Retour aux profits et actionnaire de référence pour Heidelberg

Le leader mondial des presses offset affiche de nouveau des profits. Pierre Hoynant, président de Heidelberg France a bien voulu répondre aux questions de GraphiLine.

Pierre Hoynant, peut-on dire que ce retour aux profits pour Heidelberg, démontre toute la pertinence de la politique de restructuration conduite ces dernières années par le groupe ?
 
Pierre Hoynant - Oui en effet, cela clôt 5 années de chiffres qui n'étaient pas bons, mais cela démontre, outre l'efficacité de la réorganisation conduite, le succès du repositionnement des produits et une meilleure capacité à servir le marché. Donc à être capables d'obtenir de meilleurs prix, pour mieux répondre aux attentes du marché. Je pense que ces deux facteurs ont pesé de façon extrêmement importante dans ce retour à une profitabilité nette positive.
 
Qu'est-ce qui a changé chez Heidelberg en 5 ans ; entre le Heidelberg d'avant et celui d'aujourd'hui ?
 
PH - C'est facile de dire tout, cela peut sembler provocant, et en même temps, c'est presque vrai que c'est tout. On a changé la façon d'appréhender notre business, aussi bien dans les entités en charge des marchés, comme Heidelberg France, qu'au niveau de la maison mère. On a changé les organisations qui sont associées à cela, on a cherché à être beaucoup plus près des clients. Cela a conduit à de profondes remises en cause. Le groupe s'est organisé en "business areas", en segments de marché. Dans chacun de ces segments, un responsable a été nommé, qui en est pleinement en charge, dans sa globalité.

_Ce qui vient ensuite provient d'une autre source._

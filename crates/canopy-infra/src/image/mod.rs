// Copyright 2025 eraflo
//
// Licensed under the Apache License, Version 2.0 (the "License");
// you may not use this file except in compliance with the License.
// You may obtain a copy of the License at
//
//     http://www.apache.org/licenses/LICENSE-2.0
//
// Unless required by applicable law or agreed to in writing, software
// distributed under the License is distributed on an "AS IS" BASIS,
// WITHOUT WARRANTIES OR CONDITIONS OF ANY KIND, either express or implied.
// See the License for the specific language governing permissions and
// limitations under the License.

//! Image decoding through the `image` crate.

use canopy_core::image::{ImageData, ImageLoadError, ImageLoader};
use canopy_core::renderer::api::ImageFormat;
use std::path::Path;

/// Decodes PNG and JPEG files into sRGB RGBA8 pixels.
#[derive(Debug, Clone, Copy, Default)]
pub struct RasterImageLoader;

impl RasterImageLoader {
    /// Decodes an in-memory encoded image.
    pub fn decode(bytes: &[u8], path: &Path) -> Result<ImageData, ImageLoadError> {
        let decoded = ::image::load_from_memory(bytes).map_err(|e| ImageLoadError::Decode {
            path: path.to_path_buf(),
            message: e.to_string(),
        })?;
        let rgba = decoded.to_rgba8();
        let (width, height) = rgba.dimensions();
        ImageData::new_2d(width, height, ImageFormat::Rgba8Srgb, rgba.into_raw())
    }
}

impl ImageLoader for RasterImageLoader {
    fn extensions(&self) -> &[&str] {
        &["png", "jpg", "jpeg"]
    }

    fn load(&self, path: &Path) -> Result<ImageData, ImageLoadError> {
        let bytes = std::fs::read(path).map_err(|source| ImageLoadError::Io {
            path: path.to_path_buf(),
            source,
        })?;
        let data = Self::decode(&bytes, path)?;
        log::debug!(
            "Decoded '{}' ({}x{})",
            path.display(),
            data.extent.width,
            data.extent.height
        );
        Ok(data)
    }
}

#[cfg(test)]
mod tests {
    use super::*;
    use ::image::{ImageFormat as FileFormat, Rgba, RgbaImage};
    use std::io::Cursor;

    #[test]
    fn test_decodes_png_to_rgba8() {
        let mut source = RgbaImage::new(2, 1);
        source.put_pixel(0, 0, Rgba([255, 0, 0, 255]));
        source.put_pixel(1, 0, Rgba([0, 0, 255, 128]));
        let mut encoded = Cursor::new(Vec::new());
        source.write_to(&mut encoded, FileFormat::Png).unwrap();

        let data = RasterImageLoader::decode(encoded.get_ref(), Path::new("pixel.png")).unwrap();

        assert_eq!(data.extent.width, 2);
        assert_eq!(data.extent.height, 1);
        assert_eq!(data.format, ImageFormat::Rgba8Srgb);
        assert_eq!(&*data.pixels, &[255, 0, 0, 255, 0, 0, 255, 128]);
    }

    #[test]
    fn test_garbage_is_a_decode_error() {
        let err = RasterImageLoader::decode(b"not an image", Path::new("bad.png")).unwrap_err();
        assert!(matches!(err, ImageLoadError::Decode { .. }));
    }

    #[test]
    fn test_missing_file_is_an_io_error() {
        let err = RasterImageLoader
            .load(Path::new("/nonexistent/canopy/texture.png"))
            .unwrap_err();
        assert!(matches!(err, ImageLoadError::Io { .. }));
    }
}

Cette personne a tous les leviers en main : cela va de la conception des produits, aux politiques commerciales, aux politiques de prix, aux démarches de marketing, et au pilotage indirect des actions de vente et de service.
 
Quelles sont ces différentes Business Areas ?
 
PH - Il y a notamment les machines feuille, la finition communication graphique, les consommables, le digital, le service, le prépresse, mais aussi l'industrie : c'est peu connu, mais on travaille ainsi pour Porsche !
 
Ces bons chiffres sont l'occasion de parler de l'arrivée d'un actionnaire de référence qui faisait défaut jusqu'alors.
 
PH - Notre dernier actionnaire de référence était RWE, le groupe énergétique allemand, qui avait cédé ses parts il y a quelques années déjà. Depuis lors, je n'avais pas en tête qu'un actionnaire détienne plus de 5% de notre capital. L'arrivée de Ferdinand Ruesch, un industriel helvétique, propriétaire de Gallus à titre personnel, qui a pris 9% des actions de Heidelberg contre 70% des actions Gallus, nous rapproche encore plus de Gallus, dont nous détenions 30% du capital, même si cette proximité était déjà effective dans de nombreux domaines.
 
Dans quels domaines justement ?
 
PH - Au-delà de la couverture commerciale sur les grands marchés où nous travaillions déjà main dans la main, il y avait déjà des actions communes dans le domaine de la R et D. Là, il est vrai que l'accélération des développements dans les machines intégrant des technologies jet d'encre a augmenté le niveau de coopération entre les équipes des deux entités. En tout état de cause, cela renforce notre volonté de présence dans le packaging, sachant que l'on intègre dans le packaging toutes les applications étiquettes, voire les supports flexibles.
 
Quelle est la feuille de route de Heidelberg France pour 2014-2015 ?
 
PH - Notre feuille de route est de conserver une situation de satisfaction clients, de pénétration de marché et de profitabilité qui réponde à nos critères. On souhaite clairement rester les leaders du marché, on veut clairement être pleinement en phase avec les stratégies de développement de nos clients. On veut enfin conserver notre situation de profitabilité. Même si elle n'est pas très confortable, elle est positive, sur un marché français est un marché très difficile pour tous les acteurs.